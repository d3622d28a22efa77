//! Sensor feed and forecast oracle adapters for PolluStake.

#![deny(unsafe_code)]

use async_trait::async_trait;
use pollustake_core::{
    EntityId, FeedError, Forecast, ForecastOracle, OracleError, Reading, SensorFeed, SensorSample,
};
use rand::rngs::StdRng;
use rand::{Rng, SeedableRng};
use serde::{Deserialize, Serialize};
use std::collections::HashMap;
use std::sync::Mutex;
use tracing::debug;

/// Emission profile of one simulated stack.
#[derive(Debug, Clone, Copy, PartialEq, Serialize, Deserialize)]
pub struct SimulatorProfile {
    /// Level the walk reverts towards.
    pub base_level: f64,
    /// Probability that a reading is a spike instead of a walk step.
    pub spike_chance: f64,
    /// Readings are clamped to `[0, max_level]`.
    pub max_level: f64,
    /// Fraction of the distance to `base_level` recovered each step.
    pub reversion: f64,
    /// Half-width of the uniform step noise.
    pub step: f64,
}

impl SimulatorProfile {
    pub fn new(base_level: f64, spike_chance: f64, max_level: f64) -> Self {
        Self {
            base_level,
            spike_chance: spike_chance.clamp(0.0, 1.0),
            max_level,
            reversion: 0.2,
            step: 8.0,
        }
    }

    /// Heavy industry with frequent spikes.
    pub fn steel_plant() -> Self {
        Self::new(80.0, 0.05, 220.0)
    }

    pub fn cement_works() -> Self {
        Self::new(60.0, 0.02, 220.0)
    }

    /// Reject profiles the walk cannot sample from. Deserialized profiles
    /// bypass the clamping in [`SimulatorProfile::new`].
    pub fn validate(&self) -> Result<(), FeedError> {
        let fields = [
            ("base_level", self.base_level),
            ("spike_chance", self.spike_chance),
            ("max_level", self.max_level),
            ("reversion", self.reversion),
            ("step", self.step),
        ];
        if let Some((name, _)) = fields.iter().find(|(_, value)| !value.is_finite()) {
            return Err(FeedError::Misconfigured(format!("{name} must be finite")));
        }
        if !(0.0..=1.0).contains(&self.spike_chance) {
            return Err(FeedError::Misconfigured(format!(
                "spike_chance {} is outside [0, 1]",
                self.spike_chance
            )));
        }
        if !(0.0..=1.0).contains(&self.reversion) {
            return Err(FeedError::Misconfigured(format!(
                "reversion {} is outside [0, 1]",
                self.reversion
            )));
        }
        if self.max_level < 0.0 {
            return Err(FeedError::Misconfigured(format!(
                "max_level {} is negative",
                self.max_level
            )));
        }
        if self.step < 0.0 {
            return Err(FeedError::Misconfigured(format!(
                "step {} is negative",
                self.step
            )));
        }
        Ok(())
    }
}

#[derive(Debug)]
struct WalkState {
    rng: StdRng,
    levels: HashMap<EntityId, f64>,
}

/// Mean-reverting random walk with occasional spikes, one walk per entity.
///
/// SO2 and NOx are derived from PM2.5 with a little noise. A fixed seed makes
/// the whole sequence reproducible.
#[derive(Debug)]
pub struct RandomWalkSensorFeed {
    profiles: HashMap<EntityId, SimulatorProfile>,
    state: Mutex<WalkState>,
}

impl RandomWalkSensorFeed {
    pub fn new(seed: Option<u64>) -> Self {
        let rng = match seed {
            Some(seed) => StdRng::seed_from_u64(seed),
            None => StdRng::from_entropy(),
        };
        Self {
            profiles: HashMap::new(),
            state: Mutex::new(WalkState {
                rng,
                levels: HashMap::new(),
            }),
        }
    }

    pub fn with_profile(
        mut self,
        entity_id: EntityId,
        profile: SimulatorProfile,
    ) -> Result<Self, FeedError> {
        if let Err(FeedError::Misconfigured(reason)) = profile.validate() {
            return Err(FeedError::Misconfigured(format!(
                "profile for '{entity_id}': {reason}"
            )));
        }
        self.profiles.insert(entity_id, profile);
        Ok(self)
    }
}

#[async_trait]
impl SensorFeed for RandomWalkSensorFeed {
    async fn next_reading(&self, entity_id: &EntityId) -> Result<SensorSample, FeedError> {
        let profile = self
            .profiles
            .get(entity_id)
            .ok_or_else(|| FeedError::UnknownEntity(entity_id.to_string()))?;

        let mut state = self
            .state
            .lock()
            .map_err(|_| FeedError::Unavailable("simulator state poisoned".to_string()))?;
        let WalkState { rng, levels } = &mut *state;

        let previous = *levels
            .entry(entity_id.clone())
            .or_insert(profile.base_level);
        let pm2_5 = if rng.gen_bool(profile.spike_chance) {
            rng.gen_range(profile.max_level * 0.85..=profile.max_level)
        } else {
            let pull = profile.reversion * (profile.base_level - previous);
            previous + pull + rng.gen_range(-profile.step..=profile.step)
        }
        .clamp(0.0, profile.max_level);
        levels.insert(entity_id.clone(), pm2_5);

        let so2 = (pm2_5 * 0.12 + rng.gen_range(-1.5..=1.5)).max(0.0);
        let nox = (pm2_5 * 0.25 + rng.gen_range(-3.0..=3.0)).max(0.0);
        let sample = SensorSample::new(round2(pm2_5), round2(so2), round2(nox));
        debug!(entity_id = %entity_id, pm2_5 = sample.pm2_5, "Simulated reading");
        Ok(sample)
    }
}

/// Least-squares trend oracle: fits a line through the window and extrapolates
/// one step ahead.
#[derive(Debug, Clone)]
pub struct TrendForecastOracle {
    lookback: usize,
    forecast_alert_threshold: f64,
}

impl TrendForecastOracle {
    pub const DEFAULT_LOOKBACK: usize = 10;
    pub const DEFAULT_ALERT_THRESHOLD: f64 = 150.0;

    pub fn new(lookback: usize, forecast_alert_threshold: f64) -> Self {
        Self {
            lookback,
            forecast_alert_threshold,
        }
    }

    fn extrapolate(values: &[f64]) -> f64 {
        let n = values.len() as f64;
        if values.len() < 2 {
            return values.first().copied().unwrap_or_default();
        }
        let mean_x = (n - 1.0) / 2.0;
        let mean_y = values.iter().sum::<f64>() / n;
        let (mut covariance, mut variance) = (0.0, 0.0);
        for (i, y) in values.iter().enumerate() {
            let dx = i as f64 - mean_x;
            covariance += dx * (y - mean_y);
            variance += dx * dx;
        }
        let slope = covariance / variance;
        mean_y + slope * (n - mean_x)
    }
}

impl Default for TrendForecastOracle {
    fn default() -> Self {
        Self::new(Self::DEFAULT_LOOKBACK, Self::DEFAULT_ALERT_THRESHOLD)
    }
}

#[async_trait]
impl ForecastOracle for TrendForecastOracle {
    fn lookback(&self) -> usize {
        self.lookback
    }

    async fn predict_breach(&self, history: &[Reading]) -> Result<Forecast, OracleError> {
        if history.len() != self.lookback {
            return Err(OracleError::WindowMismatch {
                expected: self.lookback,
                actual: history.len(),
            });
        }
        let values: Vec<f64> = history.iter().map(|reading| reading.pm2_5).collect();
        if values.iter().any(|value| !value.is_finite()) {
            return Err(OracleError::Prediction(
                "history contains non-finite readings".to_string(),
            ));
        }

        let predicted_value = round2(Self::extrapolate(&values).max(0.0));
        Ok(Forecast {
            breach_predicted: predicted_value > self.forecast_alert_threshold,
            predicted_value,
        })
    }
}

/// Feed that never produces a reading. Chaos fixture.
#[derive(Debug, Clone)]
pub struct AlwaysFailFeed {
    reason: String,
}

impl AlwaysFailFeed {
    pub fn new(reason: impl Into<String>) -> Self {
        Self {
            reason: reason.into(),
        }
    }
}

#[async_trait]
impl SensorFeed for AlwaysFailFeed {
    async fn next_reading(&self, entity_id: &EntityId) -> Result<SensorSample, FeedError> {
        Err(FeedError::Unavailable(format!("{} ({entity_id})", self.reason)))
    }
}

/// Oracle whose model never loaded.
#[derive(Debug, Clone)]
pub struct UnavailableOracle {
    lookback: usize,
}

impl UnavailableOracle {
    pub fn new(lookback: usize) -> Self {
        Self { lookback }
    }
}

#[async_trait]
impl ForecastOracle for UnavailableOracle {
    fn lookback(&self) -> usize {
        self.lookback
    }

    async fn predict_breach(&self, _history: &[Reading]) -> Result<Forecast, OracleError> {
        Err(OracleError::Unavailable("model weights not loaded".to_string()))
    }
}

fn round2(value: f64) -> f64 {
    (value * 100.0).round() / 100.0
}

#[cfg(test)]
mod tests {
    use super::*;
    use chrono::Utc;

    fn window(values: &[f64]) -> Vec<Reading> {
        values
            .iter()
            .map(|pm2_5| Reading {
                entity_id: EntityId::new("factory-001"),
                pm2_5: *pm2_5,
                so2: 0.0,
                nox: 0.0,
                recorded_at: Utc::now(),
            })
            .collect()
    }

    #[tokio::test]
    async fn rising_trend_predicts_breach() {
        let oracle = TrendForecastOracle::new(4, 150.0);
        let forecast = oracle
            .predict_breach(&window(&[120.0, 130.0, 140.0, 150.0]))
            .await
            .unwrap();
        assert!(forecast.breach_predicted);
        assert_eq!(forecast.predicted_value, 160.0);
    }

    #[tokio::test]
    async fn flat_window_predicts_same_level() {
        let oracle = TrendForecastOracle::new(3, 150.0);
        let forecast = oracle
            .predict_breach(&window(&[90.0, 90.0, 90.0]))
            .await
            .unwrap();
        assert!(!forecast.breach_predicted);
        assert_eq!(forecast.predicted_value, 90.0);
    }

    #[tokio::test]
    async fn forecast_is_deterministic() {
        let oracle = TrendForecastOracle::default();
        let history = window(&[81.3, 95.1, 77.0, 102.4, 88.8, 91.2, 99.9, 110.5, 104.1, 120.7]);
        let a = oracle.predict_breach(&history).await.unwrap();
        let b = oracle.predict_breach(&history).await.unwrap();
        assert_eq!(a, b);
    }

    #[tokio::test]
    async fn prediction_never_goes_negative() {
        let oracle = TrendForecastOracle::new(3, 150.0);
        let forecast = oracle
            .predict_breach(&window(&[40.0, 20.0, 0.0]))
            .await
            .unwrap();
        assert_eq!(forecast.predicted_value, 0.0);
    }

    #[tokio::test]
    async fn wrong_window_length_is_rejected() {
        let oracle = TrendForecastOracle::new(10, 150.0);
        let err = oracle.predict_breach(&window(&[1.0, 2.0])).await.unwrap_err();
        assert!(matches!(
            err,
            OracleError::WindowMismatch {
                expected: 10,
                actual: 2
            }
        ));
    }

    #[tokio::test]
    async fn seeded_feed_is_reproducible_and_bounded() {
        let id = EntityId::new("factory-001");
        let a = RandomWalkSensorFeed::new(Some(7))
            .with_profile(id.clone(), SimulatorProfile::steel_plant())
            .unwrap();
        let b = RandomWalkSensorFeed::new(Some(7))
            .with_profile(id.clone(), SimulatorProfile::steel_plant())
            .unwrap();

        for _ in 0..200 {
            let left = a.next_reading(&id).await.unwrap();
            let right = b.next_reading(&id).await.unwrap();
            assert_eq!(left, right);
            assert!((0.0..=220.0).contains(&left.pm2_5));
            assert!(left.so2 >= 0.0 && left.nox >= 0.0);
        }
    }

    #[test]
    fn out_of_range_profiles_are_rejected() {
        let id = EntityId::new("factory-001");
        let bad = [
            SimulatorProfile {
                spike_chance: 1.5,
                ..SimulatorProfile::steel_plant()
            },
            SimulatorProfile {
                max_level: -1.0,
                ..SimulatorProfile::steel_plant()
            },
            SimulatorProfile {
                step: -8.0,
                ..SimulatorProfile::cement_works()
            },
            SimulatorProfile {
                base_level: f64::NAN,
                ..SimulatorProfile::cement_works()
            },
        ];
        for profile in bad {
            let err = RandomWalkSensorFeed::new(Some(1))
                .with_profile(id.clone(), profile)
                .unwrap_err();
            assert!(matches!(err, FeedError::Misconfigured(_)), "{profile:?}");
        }
    }

    #[tokio::test]
    async fn deserialized_profile_is_validated() {
        let id = EntityId::new("factory-001");
        let profile: SimulatorProfile = serde_json::from_str(
            r#"{"base_level": 80.0, "spike_chance": 2.0, "max_level": 220.0, "reversion": 0.2, "step": 8.0}"#,
        )
        .unwrap();
        assert!(RandomWalkSensorFeed::new(Some(3))
            .with_profile(id.clone(), profile)
            .is_err());

        let fixed = SimulatorProfile {
            spike_chance: 1.0,
            ..profile
        };
        let feed = RandomWalkSensorFeed::new(Some(3))
            .with_profile(id.clone(), fixed)
            .unwrap();
        let sample = feed.next_reading(&id).await.unwrap();
        assert!((187.0..=220.0).contains(&sample.pm2_5));
    }

    #[tokio::test]
    async fn unknown_entity_is_reported() {
        let feed = RandomWalkSensorFeed::new(Some(1));
        let err = feed.next_reading(&EntityId::new("ghost")).await.unwrap_err();
        assert!(matches!(err, FeedError::UnknownEntity(_)));
    }

    #[tokio::test]
    async fn chaos_fixtures_fail() {
        let id = EntityId::new("factory-001");
        assert!(AlwaysFailFeed::new("sensor offline")
            .next_reading(&id)
            .await
            .is_err());
        assert!(matches!(
            UnavailableOracle::new(10).predict_breach(&[]).await,
            Err(OracleError::Unavailable(_))
        ));
    }
}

* **TASK ITEM**:
Locate the lines above that contain "spikes" and copy them.

* **TASK ANSWER**:
    /// Heavy industry with frequent spikes.
/// Mean-reverting random walk with occasional spikes, one walk per entity.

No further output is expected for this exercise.